Could you copy every line of the data that contains the word "compare"?

Excerpts from a dataset:

________________________________________

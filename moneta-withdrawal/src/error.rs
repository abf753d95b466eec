use thiserror::Error;

use moneta_common::AmountError;
use moneta_ledger::LedgerError;
use moneta_store::StoreError;

use crate::withdrawal::{WithdrawalEvent, WithdrawalStatus};

#[derive(Debug, Error)]
pub enum WithdrawalError {
    #[error("Withdrawal not found: {0}")]
    NotFound(String),

    /// The compare-and-swap on the stored status matched zero rows. A
    /// definitive conflict, not a transient error: the withdrawal moved on
    /// (or never was) and the caller must re-read before deciding anything.
    #[error("Transition '{event}' failed: withdrawal is {from}")]
    InvalidTransition {
        from: WithdrawalStatus,
        event: WithdrawalEvent,
    },

    #[error("Invalid request: {0}")]
    InvalidRequest(String),

    #[error("Amount error: {0}")]
    Amount(#[from] AmountError),

    #[error("Ledger error: {0}")]
    Ledger(#[from] LedgerError),

    #[error("Store error: {0}")]
    Store(#[from] StoreError),
}

pub type Result<T> = std::result::Result<T, WithdrawalError>;
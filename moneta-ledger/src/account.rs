use chrono::{DateTime, Utc};
use serde::{Deserialize, Serialize};

use moneta_common::{Amount, CurrencyKey};

/// The platform's money buckets. An owner holds at most one account per
/// (currency, type) pair.
#[derive(Debug, Clone, Copy, PartialEq, Eq, Hash, Serialize, Deserialize)]
#[serde(rename_all = "snake_case")]
pub enum AccountType {
    /// Free custody funds, available for withdrawal.
    Funding,
    /// Funds pledged against an open loan.
    Collateral,
    /// Disbursed loan principal.
    Principal,
}

impl AccountType {
    pub fn as_str(&self) -> &'static str {
        match self {
            AccountType::Funding => "funding",
            AccountType::Collateral => "collateral",
            AccountType::Principal => "principal",
        }
    }
}

impl std::fmt::Display for AccountType {
    fn fmt(&self, f: &mut std::fmt::Formatter<'_>) -> std::fmt::Result {
        write!(f, "{}", self.as_str())
    }
}

#[derive(Debug, Clone, Serialize, Deserialize)]
pub struct Account {
    pub id: String,
    pub owner_id: String,
    pub currency: CurrencyKey,
    pub account_type: AccountType,
    /// Maintained balance; always equals the sum of this account's mutation
    /// amounts. Updated in the same transaction as each mutation append.
    pub balance: Amount,
}

/// Why an account balance moved.
#[derive(Debug, Clone, Copy, PartialEq, Eq, Serialize, Deserialize)]
#[serde(rename_all = "snake_case")]
pub enum MutationKind {
    InvoiceReceived,
    WithdrawalRequested,
    WithdrawalRefunded,
    SettlementTransfer,
    ManualAdjustment,
}

/// Optional references tying a mutation back to the operation that caused it.
#[derive(Debug, Clone, Default, Serialize, Deserialize)]
pub struct MutationLinks {
    pub invoice_id: Option<String>,
    pub withdrawal_id: Option<String>,
    pub invoice_payment_id: Option<String>,
}

impl MutationLinks {
    pub fn none() -> Self {
        Self::default()
    }

    pub fn invoice(invoice_id: &str, payment_id: &str) -> Self {
        Self {
            invoice_id: Some(invoice_id.to_string()),
            invoice_payment_id: Some(payment_id.to_string()),
            ..Self::default()
        }
    }

    pub fn withdrawal(withdrawal_id: &str) -> Self {
        Self {
            withdrawal_id: Some(withdrawal_id.to_string()),
            ..Self::default()
        }
    }
}

/// One append-only ledger line. Never updated or deleted after commit.
#[derive(Debug, Clone, Serialize, Deserialize)]
pub struct AccountMutation {
    pub id: String,
    pub account_id: String,
    pub kind: MutationKind,
    pub date: DateTime<Utc>,
    /// Signed amount in base units; credits positive, debits negative.
    pub amount: Amount,
    #[serde(flatten)]
    pub links: MutationLinks,
}

/// Filters for the transaction history query.
#[derive(Debug, Clone, Default)]
pub struct HistoryFilter {
    pub kind: Option<MutationKind>,
    pub from_date: Option<DateTime<Utc>>,
    pub to_date: Option<DateTime<Utc>>,
}

impl HistoryFilter {
    pub fn matches(&self, mutation: &AccountMutation) -> bool {
        if let Some(kind) = self.kind {
            if mutation.kind != kind {
                return false;
            }
        }
        if let Some(from) = self.from_date {
            if mutation.date < from {
                return false;
            }
        }
        if let Some(to) = self.to_date {
            if mutation.date > to {
                return false;
            }
        }
        true
    }
}
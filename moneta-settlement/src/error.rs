use thiserror::Error;

use crate::clients::ClientError;

/// Errors that abort a settlement run outright. Per-chain problems during
/// aggregation or plan execution are never raised through here; they are
/// carried as data (`ChainFailure`, `SettlementResult::error`) so one
/// unresponsive chain degrades only its own contribution.
#[derive(Debug, Error)]
pub enum SettlementError {
    #[error("Unsupported asset: {0}")]
    UnsupportedAsset(String),

    #[error("Unknown blockchain: {0}")]
    UnknownBlockchain(String),

    #[error("Wallet error on {chain}: {message}")]
    Wallet { chain: String, message: String },

    #[error("Exchange error: {0}")]
    Exchange(#[from] ClientError),

    #[error("Invalid settlement config: {0}")]
    Config(String),
}

pub type Result<T> = std::result::Result<T, SettlementError>;
use thiserror::Error;

use moneta_common::AmountError;
use moneta_ledger::LedgerError;
use moneta_store::StoreError;

use crate::invoice::InvoiceStatus;

#[derive(Debug, Error)]
pub enum InvoiceError {
    #[error("Invoice not found: {0}")]
    NotFound(String),

    /// The stored status did not admit the requested move. The compare
    /// matched zero rows, a definitive conflict; callers must not retry
    /// blindly.
    #[error("Invalid invoice transition: {from} -> {to}")]
    InvalidTransition {
        from: InvoiceStatus,
        to: InvoiceStatus,
    },

    #[error("Amount error: {0}")]
    Amount(#[from] AmountError),

    #[error("Ledger error: {0}")]
    Ledger(#[from] LedgerError),

    #[error("Store error: {0}")]
    Store(#[from] StoreError),
}

pub type Result<T> = std::result::Result<T, InvoiceError>;
use std::collections::HashMap;
use std::fs;
use std::path::Path;

use rust_decimal::Decimal;
use serde::{Deserialize, Serialize};
use tracing::info;

use moneta_common::Amount;
use moneta_settlement::{AssetMappingEntry, SettlementConfig};

/// One chain the scheduler watches: its hot wallet and, for the dev
/// harness, the balance the fixture wallet client starts with.
#[derive(Debug, Clone, Serialize, Deserialize)]
pub struct ChainConfig {
    pub blockchain_key: String,
    pub hot_wallet_address: String,
    /// Seed balance for the fixture wallet client. Production deployments
    /// replace the fixture clients with real RPC-backed ones through the
    /// library API; the daemon itself only schedules runs.
    pub fixture_balance: Amount,
}

#[derive(Debug, Clone, Serialize, Deserialize)]
pub struct NodeConfig {
    pub data_dir: String,
    /// Seconds between scheduler passes.
    pub interval_secs: u64,
    /// Per-chain balance query timeout.
    pub balance_timeout_secs: u64,
    pub settlement: SettlementConfig,
    pub chains: Vec<ChainConfig>,
    pub assets: Vec<AssetMappingEntry>,
    /// Seed balances for the fixture exchange client, keyed by asset.
    #[serde(default)]
    pub exchange_fixture_balances: HashMap<String, Amount>,
}

impl Default for NodeConfig {
    fn default() -> Self {
        Self {
            data_dir: "data".to_string(),
            interval_secs: 300,
            balance_timeout_secs: 30,
            settlement: SettlementConfig {
                ratio: Decimal::new(5, 1),
                default_dust_minimum: Amount::zero(),
                dust_minimums: HashMap::new(),
                distribution_scale: 8,
            },
            chains: Vec::new(),
            assets: Vec::new(),
            exchange_fixture_balances: HashMap::new(),
        }
    }
}

impl NodeConfig {
    pub fn load(path: &str) -> Result<Self, Box<dyn std::error::Error>> {
        let raw = fs::read_to_string(path)?;
        Ok(serde_json::from_str(&raw)?)
    }

    /// Loads the config, writing a default file first if none exists.
    pub fn ensure(path: &str) -> Result<Self, Box<dyn std::error::Error>> {
        if !Path::new(path).exists() {
            let default = Self::default();
            fs::write(path, serde_json::to_string_pretty(&default)?)?;
            info!("wrote default config to {}", path);
        }
        Self::load(path)
    }
}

________________________________________

Answer to the problem:
    /// The compare-and-swap on the stored status matched zero rows. A
    /// The stored status did not admit the requested move. The compare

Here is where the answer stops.